» YOUR GOAL
All lines with the word "Minus" in the material below are required.

» SUPPLIED INFORMATION
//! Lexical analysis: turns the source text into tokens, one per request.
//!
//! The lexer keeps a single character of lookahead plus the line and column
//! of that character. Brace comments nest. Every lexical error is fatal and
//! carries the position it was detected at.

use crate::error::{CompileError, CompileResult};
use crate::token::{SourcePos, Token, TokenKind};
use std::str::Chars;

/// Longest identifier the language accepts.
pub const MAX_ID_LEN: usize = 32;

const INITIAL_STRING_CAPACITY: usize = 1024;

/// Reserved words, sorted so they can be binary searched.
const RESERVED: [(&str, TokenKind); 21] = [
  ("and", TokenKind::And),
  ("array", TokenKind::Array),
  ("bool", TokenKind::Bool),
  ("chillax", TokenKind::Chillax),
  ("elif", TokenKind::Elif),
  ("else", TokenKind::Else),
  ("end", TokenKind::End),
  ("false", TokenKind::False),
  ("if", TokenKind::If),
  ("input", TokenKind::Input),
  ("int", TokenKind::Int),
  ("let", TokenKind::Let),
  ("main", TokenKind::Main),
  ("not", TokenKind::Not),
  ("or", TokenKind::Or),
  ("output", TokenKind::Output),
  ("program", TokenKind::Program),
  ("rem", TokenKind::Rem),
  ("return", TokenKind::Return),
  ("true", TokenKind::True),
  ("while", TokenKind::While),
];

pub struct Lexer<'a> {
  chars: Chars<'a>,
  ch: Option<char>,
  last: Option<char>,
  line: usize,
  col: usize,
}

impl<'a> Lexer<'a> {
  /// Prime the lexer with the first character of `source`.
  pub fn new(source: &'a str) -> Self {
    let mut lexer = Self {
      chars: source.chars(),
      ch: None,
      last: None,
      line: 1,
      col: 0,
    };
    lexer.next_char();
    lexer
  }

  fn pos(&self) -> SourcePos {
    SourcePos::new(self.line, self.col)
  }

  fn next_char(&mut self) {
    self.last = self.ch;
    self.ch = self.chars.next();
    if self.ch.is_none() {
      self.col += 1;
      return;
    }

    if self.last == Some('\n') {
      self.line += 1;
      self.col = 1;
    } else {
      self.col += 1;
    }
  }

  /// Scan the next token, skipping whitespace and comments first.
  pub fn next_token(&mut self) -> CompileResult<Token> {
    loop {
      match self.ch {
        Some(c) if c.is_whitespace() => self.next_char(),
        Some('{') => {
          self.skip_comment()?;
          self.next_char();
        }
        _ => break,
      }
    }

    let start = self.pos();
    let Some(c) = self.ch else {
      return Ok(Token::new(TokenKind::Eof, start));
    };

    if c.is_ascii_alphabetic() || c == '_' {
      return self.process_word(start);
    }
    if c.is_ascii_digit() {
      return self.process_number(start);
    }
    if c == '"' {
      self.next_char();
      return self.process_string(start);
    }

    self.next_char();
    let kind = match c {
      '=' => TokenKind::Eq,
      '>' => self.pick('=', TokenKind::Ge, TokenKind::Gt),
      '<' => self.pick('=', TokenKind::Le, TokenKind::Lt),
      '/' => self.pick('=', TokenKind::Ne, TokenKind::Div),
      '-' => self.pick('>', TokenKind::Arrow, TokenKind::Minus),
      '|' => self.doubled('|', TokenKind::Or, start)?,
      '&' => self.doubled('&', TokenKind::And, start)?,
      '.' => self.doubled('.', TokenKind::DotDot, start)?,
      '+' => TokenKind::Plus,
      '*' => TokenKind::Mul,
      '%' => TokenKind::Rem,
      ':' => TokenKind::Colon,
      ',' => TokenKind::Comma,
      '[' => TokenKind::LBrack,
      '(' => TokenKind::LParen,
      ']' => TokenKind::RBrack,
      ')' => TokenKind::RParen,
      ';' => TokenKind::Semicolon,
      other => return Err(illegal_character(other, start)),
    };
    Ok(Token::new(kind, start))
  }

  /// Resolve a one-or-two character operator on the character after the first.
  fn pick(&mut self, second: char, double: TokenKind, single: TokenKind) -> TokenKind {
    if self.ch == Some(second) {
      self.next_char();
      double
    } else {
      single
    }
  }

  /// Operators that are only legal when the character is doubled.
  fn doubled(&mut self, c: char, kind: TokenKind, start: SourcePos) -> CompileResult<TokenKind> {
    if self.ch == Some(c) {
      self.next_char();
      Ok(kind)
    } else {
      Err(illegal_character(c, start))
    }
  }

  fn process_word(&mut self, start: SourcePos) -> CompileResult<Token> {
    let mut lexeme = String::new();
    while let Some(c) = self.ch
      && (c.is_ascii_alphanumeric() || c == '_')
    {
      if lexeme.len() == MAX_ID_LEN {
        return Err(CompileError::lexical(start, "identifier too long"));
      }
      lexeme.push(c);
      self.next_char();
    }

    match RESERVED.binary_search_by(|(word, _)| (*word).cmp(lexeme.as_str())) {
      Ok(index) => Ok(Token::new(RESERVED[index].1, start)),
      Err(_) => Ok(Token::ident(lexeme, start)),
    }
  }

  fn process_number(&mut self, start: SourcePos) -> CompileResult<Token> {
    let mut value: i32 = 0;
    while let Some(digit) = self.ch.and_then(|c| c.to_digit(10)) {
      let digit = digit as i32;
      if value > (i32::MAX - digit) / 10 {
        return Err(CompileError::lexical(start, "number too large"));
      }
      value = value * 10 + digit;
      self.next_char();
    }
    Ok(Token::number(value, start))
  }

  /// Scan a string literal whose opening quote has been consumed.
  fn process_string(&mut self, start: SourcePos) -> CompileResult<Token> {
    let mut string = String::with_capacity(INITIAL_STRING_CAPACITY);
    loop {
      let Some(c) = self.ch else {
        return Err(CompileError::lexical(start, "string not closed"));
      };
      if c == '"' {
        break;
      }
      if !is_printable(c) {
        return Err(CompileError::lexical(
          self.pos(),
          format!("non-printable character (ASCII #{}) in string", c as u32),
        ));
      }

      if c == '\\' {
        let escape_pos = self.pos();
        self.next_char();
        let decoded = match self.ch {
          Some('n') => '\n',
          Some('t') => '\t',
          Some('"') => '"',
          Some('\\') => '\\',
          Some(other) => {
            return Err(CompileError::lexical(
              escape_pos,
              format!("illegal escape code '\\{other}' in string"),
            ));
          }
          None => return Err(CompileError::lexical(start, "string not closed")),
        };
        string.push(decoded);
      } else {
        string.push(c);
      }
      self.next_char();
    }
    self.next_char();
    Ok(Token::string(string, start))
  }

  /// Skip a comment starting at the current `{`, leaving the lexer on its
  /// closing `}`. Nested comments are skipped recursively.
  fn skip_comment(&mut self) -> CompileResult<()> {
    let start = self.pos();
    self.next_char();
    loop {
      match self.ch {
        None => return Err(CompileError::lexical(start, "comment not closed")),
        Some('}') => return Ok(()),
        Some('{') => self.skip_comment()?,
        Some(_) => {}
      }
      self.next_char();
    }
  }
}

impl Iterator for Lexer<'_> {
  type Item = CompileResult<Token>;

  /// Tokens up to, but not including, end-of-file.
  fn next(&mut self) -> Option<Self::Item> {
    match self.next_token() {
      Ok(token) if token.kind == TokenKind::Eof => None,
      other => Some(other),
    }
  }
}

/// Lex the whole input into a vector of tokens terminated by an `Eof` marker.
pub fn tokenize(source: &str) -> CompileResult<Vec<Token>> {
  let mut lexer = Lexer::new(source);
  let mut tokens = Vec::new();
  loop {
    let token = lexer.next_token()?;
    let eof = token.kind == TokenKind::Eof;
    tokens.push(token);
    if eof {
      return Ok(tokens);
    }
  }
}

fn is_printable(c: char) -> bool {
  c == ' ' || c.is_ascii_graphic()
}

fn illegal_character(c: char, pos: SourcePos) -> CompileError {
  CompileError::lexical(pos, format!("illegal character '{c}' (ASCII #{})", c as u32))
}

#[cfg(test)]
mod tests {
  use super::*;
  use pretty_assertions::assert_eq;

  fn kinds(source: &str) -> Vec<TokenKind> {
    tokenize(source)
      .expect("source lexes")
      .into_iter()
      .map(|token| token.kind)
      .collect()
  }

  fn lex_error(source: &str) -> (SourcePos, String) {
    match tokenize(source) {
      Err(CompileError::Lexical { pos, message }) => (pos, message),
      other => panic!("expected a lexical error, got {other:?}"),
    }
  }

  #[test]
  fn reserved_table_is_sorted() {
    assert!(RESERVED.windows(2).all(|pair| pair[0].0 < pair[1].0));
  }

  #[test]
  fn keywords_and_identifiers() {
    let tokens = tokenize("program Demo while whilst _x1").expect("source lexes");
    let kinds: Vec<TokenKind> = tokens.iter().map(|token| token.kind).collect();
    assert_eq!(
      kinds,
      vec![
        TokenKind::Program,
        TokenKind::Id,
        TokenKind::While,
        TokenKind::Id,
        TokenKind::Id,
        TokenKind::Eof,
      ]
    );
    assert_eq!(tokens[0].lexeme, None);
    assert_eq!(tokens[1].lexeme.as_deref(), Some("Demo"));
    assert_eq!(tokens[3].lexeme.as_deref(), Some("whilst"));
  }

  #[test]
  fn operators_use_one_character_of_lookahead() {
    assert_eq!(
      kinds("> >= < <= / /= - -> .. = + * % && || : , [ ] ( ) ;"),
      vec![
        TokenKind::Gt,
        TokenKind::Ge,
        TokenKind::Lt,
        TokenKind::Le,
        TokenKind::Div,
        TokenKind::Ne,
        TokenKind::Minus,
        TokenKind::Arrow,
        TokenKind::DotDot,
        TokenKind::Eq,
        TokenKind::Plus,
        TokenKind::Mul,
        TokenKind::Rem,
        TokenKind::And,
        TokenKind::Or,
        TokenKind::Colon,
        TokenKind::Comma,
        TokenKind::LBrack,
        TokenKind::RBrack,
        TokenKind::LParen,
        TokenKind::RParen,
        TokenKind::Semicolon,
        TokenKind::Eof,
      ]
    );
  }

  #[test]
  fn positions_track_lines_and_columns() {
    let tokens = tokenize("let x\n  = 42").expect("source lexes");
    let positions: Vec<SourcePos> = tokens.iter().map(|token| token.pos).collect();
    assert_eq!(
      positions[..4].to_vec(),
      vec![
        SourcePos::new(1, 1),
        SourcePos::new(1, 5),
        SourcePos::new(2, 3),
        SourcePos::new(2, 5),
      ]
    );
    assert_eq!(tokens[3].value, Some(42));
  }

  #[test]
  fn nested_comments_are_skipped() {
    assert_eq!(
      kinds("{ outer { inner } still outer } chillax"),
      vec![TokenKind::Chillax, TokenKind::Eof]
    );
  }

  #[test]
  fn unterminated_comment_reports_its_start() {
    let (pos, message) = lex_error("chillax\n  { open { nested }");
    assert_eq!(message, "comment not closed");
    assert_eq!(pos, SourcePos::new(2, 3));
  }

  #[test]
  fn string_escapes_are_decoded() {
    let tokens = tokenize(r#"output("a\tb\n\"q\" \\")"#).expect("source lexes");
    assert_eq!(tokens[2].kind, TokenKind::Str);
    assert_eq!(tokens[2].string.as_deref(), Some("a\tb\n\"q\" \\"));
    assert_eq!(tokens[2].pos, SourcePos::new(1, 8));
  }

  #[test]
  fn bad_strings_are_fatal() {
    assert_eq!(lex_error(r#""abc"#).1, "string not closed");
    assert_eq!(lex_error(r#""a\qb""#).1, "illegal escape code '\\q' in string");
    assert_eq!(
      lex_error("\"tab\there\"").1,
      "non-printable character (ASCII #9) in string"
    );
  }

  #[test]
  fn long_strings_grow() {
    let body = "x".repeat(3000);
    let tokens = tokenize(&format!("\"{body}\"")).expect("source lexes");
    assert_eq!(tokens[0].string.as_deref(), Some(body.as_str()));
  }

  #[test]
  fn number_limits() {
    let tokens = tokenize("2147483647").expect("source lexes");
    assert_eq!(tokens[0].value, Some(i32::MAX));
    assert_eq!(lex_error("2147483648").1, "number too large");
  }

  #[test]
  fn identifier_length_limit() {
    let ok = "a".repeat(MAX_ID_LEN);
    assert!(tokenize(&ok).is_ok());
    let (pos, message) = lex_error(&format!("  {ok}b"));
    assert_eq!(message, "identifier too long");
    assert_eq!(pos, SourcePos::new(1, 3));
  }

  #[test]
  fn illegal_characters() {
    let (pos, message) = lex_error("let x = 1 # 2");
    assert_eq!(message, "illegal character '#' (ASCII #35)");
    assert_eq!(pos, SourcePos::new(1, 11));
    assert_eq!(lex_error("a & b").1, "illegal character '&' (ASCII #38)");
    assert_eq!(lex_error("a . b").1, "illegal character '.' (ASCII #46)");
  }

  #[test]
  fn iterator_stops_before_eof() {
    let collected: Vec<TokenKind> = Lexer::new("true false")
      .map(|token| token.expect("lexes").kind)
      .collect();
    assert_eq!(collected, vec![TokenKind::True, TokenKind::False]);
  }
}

...

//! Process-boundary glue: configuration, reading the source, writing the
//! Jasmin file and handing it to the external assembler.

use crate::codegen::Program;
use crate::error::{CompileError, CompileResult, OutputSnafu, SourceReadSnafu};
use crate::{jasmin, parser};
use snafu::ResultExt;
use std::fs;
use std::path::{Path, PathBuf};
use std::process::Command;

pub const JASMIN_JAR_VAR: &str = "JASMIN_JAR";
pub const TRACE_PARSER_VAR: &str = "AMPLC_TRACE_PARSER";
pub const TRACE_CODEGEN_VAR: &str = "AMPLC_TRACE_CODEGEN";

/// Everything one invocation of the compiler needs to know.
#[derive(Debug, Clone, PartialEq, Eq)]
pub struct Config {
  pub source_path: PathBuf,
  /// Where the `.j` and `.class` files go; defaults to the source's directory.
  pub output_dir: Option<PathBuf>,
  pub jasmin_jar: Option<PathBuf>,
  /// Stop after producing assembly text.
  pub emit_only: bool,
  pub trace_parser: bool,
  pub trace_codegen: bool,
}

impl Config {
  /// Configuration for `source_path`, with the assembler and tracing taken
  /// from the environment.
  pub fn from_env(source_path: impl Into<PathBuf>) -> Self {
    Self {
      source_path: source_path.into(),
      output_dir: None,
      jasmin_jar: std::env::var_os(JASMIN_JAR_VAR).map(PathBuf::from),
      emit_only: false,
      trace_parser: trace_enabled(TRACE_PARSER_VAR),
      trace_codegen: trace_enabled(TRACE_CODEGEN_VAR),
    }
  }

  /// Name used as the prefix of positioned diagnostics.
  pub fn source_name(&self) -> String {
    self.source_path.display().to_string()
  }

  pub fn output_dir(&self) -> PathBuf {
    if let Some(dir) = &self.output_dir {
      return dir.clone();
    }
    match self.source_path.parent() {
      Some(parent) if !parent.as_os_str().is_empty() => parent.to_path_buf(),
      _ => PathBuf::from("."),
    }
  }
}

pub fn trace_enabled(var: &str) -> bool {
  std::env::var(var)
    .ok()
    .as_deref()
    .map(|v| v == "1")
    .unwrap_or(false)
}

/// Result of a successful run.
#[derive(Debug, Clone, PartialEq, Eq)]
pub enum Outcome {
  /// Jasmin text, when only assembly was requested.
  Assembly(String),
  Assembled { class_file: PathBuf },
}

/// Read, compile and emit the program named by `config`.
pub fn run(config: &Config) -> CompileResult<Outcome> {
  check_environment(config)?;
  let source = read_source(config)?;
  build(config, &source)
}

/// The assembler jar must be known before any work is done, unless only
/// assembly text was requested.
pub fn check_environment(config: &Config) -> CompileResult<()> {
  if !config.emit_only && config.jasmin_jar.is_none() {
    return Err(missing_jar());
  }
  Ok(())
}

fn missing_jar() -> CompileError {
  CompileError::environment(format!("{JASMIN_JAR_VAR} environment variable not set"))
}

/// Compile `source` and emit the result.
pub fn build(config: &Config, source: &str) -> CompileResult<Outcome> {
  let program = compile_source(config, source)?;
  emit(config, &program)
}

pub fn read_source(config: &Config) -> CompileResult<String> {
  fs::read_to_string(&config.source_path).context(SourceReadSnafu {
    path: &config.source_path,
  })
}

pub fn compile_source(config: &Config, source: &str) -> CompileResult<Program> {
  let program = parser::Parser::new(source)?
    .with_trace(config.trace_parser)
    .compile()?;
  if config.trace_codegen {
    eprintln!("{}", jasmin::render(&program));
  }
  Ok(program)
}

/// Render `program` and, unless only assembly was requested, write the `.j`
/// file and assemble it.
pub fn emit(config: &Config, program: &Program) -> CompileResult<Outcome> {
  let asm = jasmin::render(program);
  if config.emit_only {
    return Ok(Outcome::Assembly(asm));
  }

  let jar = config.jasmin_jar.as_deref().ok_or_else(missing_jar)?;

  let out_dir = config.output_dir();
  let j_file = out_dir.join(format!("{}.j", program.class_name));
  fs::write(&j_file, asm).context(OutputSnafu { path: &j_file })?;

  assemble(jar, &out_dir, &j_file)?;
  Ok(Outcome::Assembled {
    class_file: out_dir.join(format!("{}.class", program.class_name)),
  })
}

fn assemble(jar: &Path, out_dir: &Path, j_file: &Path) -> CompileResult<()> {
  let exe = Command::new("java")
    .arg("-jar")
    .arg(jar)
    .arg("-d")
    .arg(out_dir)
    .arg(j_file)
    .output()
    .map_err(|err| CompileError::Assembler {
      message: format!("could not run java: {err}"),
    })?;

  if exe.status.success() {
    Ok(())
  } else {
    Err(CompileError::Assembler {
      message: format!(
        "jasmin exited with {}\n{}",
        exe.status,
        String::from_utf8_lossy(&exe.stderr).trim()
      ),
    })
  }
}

==

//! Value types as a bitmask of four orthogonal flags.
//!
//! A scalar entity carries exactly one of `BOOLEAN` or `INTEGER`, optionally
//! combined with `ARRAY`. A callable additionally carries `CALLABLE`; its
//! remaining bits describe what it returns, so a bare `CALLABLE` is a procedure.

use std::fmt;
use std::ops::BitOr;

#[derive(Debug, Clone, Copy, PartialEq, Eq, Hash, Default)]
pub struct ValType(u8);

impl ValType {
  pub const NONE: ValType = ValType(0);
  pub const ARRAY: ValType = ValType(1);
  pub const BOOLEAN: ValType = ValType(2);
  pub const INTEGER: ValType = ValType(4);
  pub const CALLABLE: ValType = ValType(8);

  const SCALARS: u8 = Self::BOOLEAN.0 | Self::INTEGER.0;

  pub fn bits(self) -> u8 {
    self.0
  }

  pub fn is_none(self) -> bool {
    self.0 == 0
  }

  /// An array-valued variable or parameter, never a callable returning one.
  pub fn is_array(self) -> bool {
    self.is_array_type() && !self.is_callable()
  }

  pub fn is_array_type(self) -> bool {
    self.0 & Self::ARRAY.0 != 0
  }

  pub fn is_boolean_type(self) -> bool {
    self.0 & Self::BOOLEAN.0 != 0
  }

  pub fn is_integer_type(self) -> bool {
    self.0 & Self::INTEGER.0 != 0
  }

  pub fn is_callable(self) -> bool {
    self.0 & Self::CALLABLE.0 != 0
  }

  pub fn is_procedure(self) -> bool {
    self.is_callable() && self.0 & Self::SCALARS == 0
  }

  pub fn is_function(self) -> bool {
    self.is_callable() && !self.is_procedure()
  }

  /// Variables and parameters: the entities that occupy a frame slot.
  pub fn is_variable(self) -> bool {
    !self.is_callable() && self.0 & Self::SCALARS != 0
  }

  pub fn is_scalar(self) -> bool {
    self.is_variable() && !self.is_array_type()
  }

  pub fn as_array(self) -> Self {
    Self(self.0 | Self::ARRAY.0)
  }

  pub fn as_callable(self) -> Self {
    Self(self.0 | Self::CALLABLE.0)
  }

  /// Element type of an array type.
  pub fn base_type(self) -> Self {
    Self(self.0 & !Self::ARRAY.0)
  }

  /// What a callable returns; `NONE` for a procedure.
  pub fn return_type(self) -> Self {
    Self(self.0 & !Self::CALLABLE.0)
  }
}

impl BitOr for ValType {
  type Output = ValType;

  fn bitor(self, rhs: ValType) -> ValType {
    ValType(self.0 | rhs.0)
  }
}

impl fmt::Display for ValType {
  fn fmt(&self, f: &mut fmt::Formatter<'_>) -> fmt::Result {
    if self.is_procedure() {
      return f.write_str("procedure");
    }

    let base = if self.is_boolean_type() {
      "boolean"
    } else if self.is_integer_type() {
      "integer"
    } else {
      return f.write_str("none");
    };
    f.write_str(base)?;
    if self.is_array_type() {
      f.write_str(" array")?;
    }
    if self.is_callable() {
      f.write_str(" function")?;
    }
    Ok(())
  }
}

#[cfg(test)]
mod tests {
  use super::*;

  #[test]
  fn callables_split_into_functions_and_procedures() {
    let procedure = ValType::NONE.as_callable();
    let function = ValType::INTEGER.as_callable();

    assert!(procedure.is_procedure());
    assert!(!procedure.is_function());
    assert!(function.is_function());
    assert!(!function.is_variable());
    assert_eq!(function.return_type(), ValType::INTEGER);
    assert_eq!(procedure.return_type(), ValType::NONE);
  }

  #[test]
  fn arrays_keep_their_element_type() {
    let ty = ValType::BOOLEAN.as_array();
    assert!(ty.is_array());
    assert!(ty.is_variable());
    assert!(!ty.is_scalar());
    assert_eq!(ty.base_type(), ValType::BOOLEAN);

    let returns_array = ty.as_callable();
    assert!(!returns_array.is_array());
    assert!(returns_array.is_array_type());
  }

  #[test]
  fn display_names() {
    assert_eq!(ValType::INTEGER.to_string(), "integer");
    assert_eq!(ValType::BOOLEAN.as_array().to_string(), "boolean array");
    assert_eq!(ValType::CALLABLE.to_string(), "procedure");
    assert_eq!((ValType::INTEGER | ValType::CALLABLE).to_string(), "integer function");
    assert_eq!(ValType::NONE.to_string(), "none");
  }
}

» OUTPUT
      '-' => self.pick('>', TokenKind::Arrow, TokenKind::Minus),
        TokenKind::Minus,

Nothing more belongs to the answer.